TPPF, which has several members also working inside ALEC and maintains close ties to Senator Ted Cruz and rightwing former Texas governor Rick Perry, then pushed for the law to be adopted by other states.
Jason Isaac, a former Texas state legislator who now heads TPPF’s initiative to defend the oil industry, sent a memo to participants in the ALEC meeting in San Diego in which he criticized “woke” banks and other financial institutions he accused of “colluding to deny lending and investment in fossil fuel companies.”
“The following model policy is based on anti-BDS legislation supported by ALEC regarding Israel and was recently passed in Texas to include discrimination against fossil fuels. Voting for this model policy, and encouraging more state legislatures to adopt it, will send a strong message that the states will fight back against woke capitalism,” the memo said, which was obtained by Alex Kotch of the Center for Media and Democracy.
In January, Texas Lieutenant Governor Dan Patrick asked the state comptroller to put BlackRock, which manages an estimated $10 trillion worth of assets, at the top of its list of blacklisted companies because he said its pledge to work toward decarbonizing the energy sector “will destroy the oil and gas industry and destabilize the economy worldwide.”
Patrick accused BlackRock chairman and CEO Larry Fink and his executives of making reassuring statements in private, saying the company “was committed to Texas and Texas’s vast energy footprint,” but taking a different position in public by pledging to pressure energy firms to work toward net zero.
“Therefore, BlackRock is boycotting energy companies by basing investment decisions on whether a company pledges to meet BlackRock’s ‘net zero’ goals,” Patrick wrote.
BlackRock, which stands to lose about $20 billion in Texas public sector pension funds, in fact remains a significant shareholder in oil and gas companies through index funds.
“BlackRock does not boycott energy companies,” it said in a statement to The Guardian. “We do not pursue divestment from oil and gas companies as a policy. We expect to continue to be invested in these companies and will work with them as they drive the energy transition to maximize long-term value for our clients. Our primary concern with the law is the potential negative consequences it could have on current and future Texas pensioners.”

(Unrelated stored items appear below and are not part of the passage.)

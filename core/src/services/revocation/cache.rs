//! Concurrent in-memory store of revoked token identifiers.
//!
//! Revocation state is process-memory only: it is rebuilt from broadcast
//! events and never reconciled from durable storage. Entries carry the
//! token's natural expiry so the cache never outgrows the set of tokens that
//! could still be presented.

use chrono::Utc;
use dashmap::DashMap;

use crate::domain::entities::revocation::RevokedToken;

/// Revoked-token store with a secondary per-subject index.
///
/// Both structures are sharded maps safe for unbounded concurrent readers;
/// writers never hold a lock across more than a single entry.
#[derive(Default)]
pub struct RevocationCache {
    /// token_id → expiry (unix seconds)
    revoked: DashMap<String, i64>,
    /// subject_id → tokens revoked with subject attribution
    by_subject: DashMap<String, Vec<RevokedToken>>,
}

impl RevocationCache {
    pub fn new() -> Self {
        Self::default()
    }

    /// Mark `token_id` revoked until `expires_at`.
    ///
    /// Idempotent; re-adding an existing id overwrites the expiry (last write
    /// wins - revocation expiries are monotonic in practice).
    pub fn add(&self, token_id: &str, expires_at: i64) {
        self.revoked.insert(token_id.to_string(), expires_at);
    }

    /// Mark `token_id` revoked and record it under `subject_id` so that
    /// subject-wide operations can find it later.
    ///
    /// A duplicate token_id for the same subject leaves the index unchanged.
    pub fn add_for_subject(&self, token_id: &str, expires_at: i64, subject_id: &str) {
        self.add(token_id, expires_at);

        let mut tokens = self.by_subject.entry(subject_id.to_string()).or_default();
        if !tokens.iter().any(|t| t.token_id == token_id) {
            tokens.push(RevokedToken::new(token_id, expires_at));
        }
    }

    /// Whether `token_id` is currently revoked.
    ///
    /// An entry whose expiry has passed reads as not-revoked even before the
    /// sweep physically removes it, so sweep staleness never affects
    /// correctness.
    pub fn is_revoked(&self, token_id: &str) -> bool {
        self.is_revoked_at(token_id, Utc::now().timestamp())
    }

    /// [`is_revoked`](Self::is_revoked) against an explicit clock
    pub fn is_revoked_at(&self, token_id: &str, now: i64) -> bool {
        self.revoked
            .get(token_id)
            .map(|entry| now < *entry.value())
            .unwrap_or(false)
    }

    /// Snapshot copy of the tokens recorded for `subject_id`
    pub fn tokens_for_subject(&self, subject_id: &str) -> Vec<RevokedToken> {
        self.by_subject
            .get(subject_id)
            .map(|entry| entry.value().clone())
            .unwrap_or_default()
    }

    /// Drain the subject's index entry, revoking every drained token in the
    /// flat map. Returns the drained tokens.
    pub fn revoke_subject(&self, subject_id: &str) -> Vec<RevokedToken> {
        let Some((_, tokens)) = self.by_subject.remove(subject_id) else {
            return Vec::new();
        };
        for token in &tokens {
            self.add(&token.token_id, token.expires_at);
        }
        tokens
    }

    /// Remove every entry whose expiry is at or before `now`, from both the
    /// flat map and the subject index. A subject whose token list empties is
    /// removed entirely.
    ///
    /// Traversal is shard-by-shard, so readers are never blocked for the
    /// duration of a full scan. Returns the number of flat entries removed.
    pub fn sweep(&self, now: i64) -> usize {
        let before = self.revoked.len();
        self.revoked.retain(|_, expires_at| *expires_at > now);

        self.by_subject.retain(|_, tokens| {
            tokens.retain(|t| t.expires_at > now);
            !tokens.is_empty()
        });

        before.saturating_sub(self.revoked.len())
    }

    /// Number of revocation entries currently held (expired-but-unswept
    /// entries included)
    pub fn len(&self) -> usize {
        self.revoked.len()
    }

    pub fn is_empty(&self) -> bool {
        self.revoked.is_empty()
    }
}

#[cfg(test)]
mod tests {
    use super::*;

    const NOW: i64 = 1_700_000_000;

    #[test]
    fn added_token_is_revoked_until_expiry() {
        let cache = RevocationCache::new();
        cache.add("jti-1", NOW + 60);

        assert!(cache.is_revoked_at("jti-1", NOW));
        assert!(cache.is_revoked_at("jti-1", NOW + 59));
        // At and after the expiry instant the entry reads as not-revoked,
        // sweep or no sweep.
        assert!(!cache.is_revoked_at("jti-1", NOW + 60));
        assert!(!cache.is_revoked_at("jti-1", NOW + 61));
        assert_eq!(cache.len(), 1);
    }

    #[test]
    fn unknown_token_is_not_revoked() {
        let cache = RevocationCache::new();
        assert!(!cache.is_revoked_at("never-seen", NOW));
    }

    #[test]
    fn add_is_idempotent() {
        let cache = RevocationCache::new();
        cache.add("jti-1", NOW + 60);
        cache.add("jti-1", NOW + 60);

        assert_eq!(cache.len(), 1);
        assert!(cache.is_revoked_at("jti-1", NOW));
    }

    #[test]
    fn add_last_write_wins_on_expiry() {
        let cache = RevocationCache::new();
        cache.add("jti-1", NOW + 60);
        cache.add("jti-1", NOW + 120);

        assert!(cache.is_revoked_at("jti-1", NOW + 90));
    }

    #[test]
    fn add_for_subject_populates_both_structures() {
        let cache = RevocationCache::new();
        cache.add_for_subject("jti-1", NOW + 60, "user-42");
        cache.add_for_subject("jti-1", NOW + 60, "user-42");

        assert!(cache.is_revoked_at("jti-1", NOW));
        let tokens = cache.tokens_for_subject("user-42");
        assert_eq!(tokens.len(), 1);
        assert_eq!(tokens[0], RevokedToken::new("jti-1", NOW + 60));
    }

    #[test]
    fn tokens_for_subject_returns_a_snapshot() {
        let cache = RevocationCache::new();
        cache.add_for_subject("jti-1", NOW + 60, "user-42");

        let snapshot = cache.tokens_for_subject("user-42");
        cache.add_for_subject("jti-2", NOW + 60, "user-42");

        assert_eq!(snapshot.len(), 1);
        assert_eq!(cache.tokens_for_subject("user-42").len(), 2);
    }

    #[test]
    fn revoke_subject_drains_index_and_blacklists_all() {
        let cache = RevocationCache::new();
        for i in 0..3 {
            cache.add_for_subject(&format!("jti-{i}"), NOW + 600, "user-42");
        }

        let drained = cache.revoke_subject("user-42");
        assert_eq!(drained.len(), 3);
        assert!(cache.tokens_for_subject("user-42").is_empty());
        for i in 0..3 {
            assert!(cache.is_revoked_at(&format!("jti-{i}"), NOW));
        }

        // Second drain is a no-op
        assert!(cache.revoke_subject("user-42").is_empty());
    }

    #[test]
    fn sweep_removes_exactly_the_expired_entries() {
        let cache = RevocationCache::new();
        cache.add("expired-a", NOW - 10);
        cache.add("expired-b", NOW); // expires_at <= now is gone too
        cache.add("live", NOW + 600);

        let removed = cache.sweep(NOW);
        assert_eq!(removed, 2);
        assert_eq!(cache.len(), 1);
        assert!(cache.is_revoked_at("live", NOW));
        assert!(!cache.is_revoked_at("expired-a", NOW));
    }

    #[test]
    fn sweep_prunes_subject_index_and_drops_empty_subjects() {
        let cache = RevocationCache::new();
        cache.add_for_subject("old-1", NOW - 10, "user-a");
        cache.add_for_subject("old-2", NOW - 5, "user-a");
        cache.add_for_subject("old-3", NOW - 5, "user-b");
        cache.add_for_subject("live-1", NOW + 600, "user-b");

        cache.sweep(NOW);

        // user-a emptied and was removed outright
        assert!(cache.tokens_for_subject("user-a").is_empty());
        let b_tokens = cache.tokens_for_subject("user-b");
        assert_eq!(b_tokens.len(), 1);
        assert_eq!(b_tokens[0].token_id, "live-1");
    }

    #[test]
    fn sweep_on_empty_cache_is_harmless() {
        let cache = RevocationCache::new();
        assert_eq!(cache.sweep(NOW), 0);
        assert!(cache.is_empty());
    }

    #[tokio::test(flavor = "multi_thread", worker_threads = 4)]
    async fn concurrent_adds_and_sweeps_stay_consistent() {
        use std::sync::Arc;

        let cache = Arc::new(RevocationCache::new());
        let mut handles = Vec::new();

        for worker in 0..4 {
            let cache = Arc::clone(&cache);
            handles.push(tokio::spawn(async move {
                for i in 0..100 {
                    let id = format!("w{worker}-jti-{i}");
                    cache.add_for_subject(&id, NOW + 600, &format!("user-{worker}"));
                    assert!(cache.is_revoked_at(&id, NOW));
                    if i % 10 == 0 {
                        cache.sweep(NOW);
                    }
                }
            }));
        }
        for handle in handles {
            handle.await.unwrap();
        }

        // Nothing was expired, so every entry survived the interleaved sweeps
        assert_eq!(cache.len(), 400);
        for worker in 0..4 {
            assert_eq!(cache.tokens_for_subject(&format!("user-{worker}")).len(), 100);
        }
    }
}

The anti-BDS legislation has faced legal challenges after residents of Dickinson, Tex., were required to sign pledges not to boycott Israel in order to receive hurricane damage relief and a teacher in Kansas was told she had to do the same to keep her job.
Several states were forced to amend anti-BDS laws to restrict it to larger companies after courts ruled that requiring individuals to sign pledges not to boycott Israel intruded on free speech rights.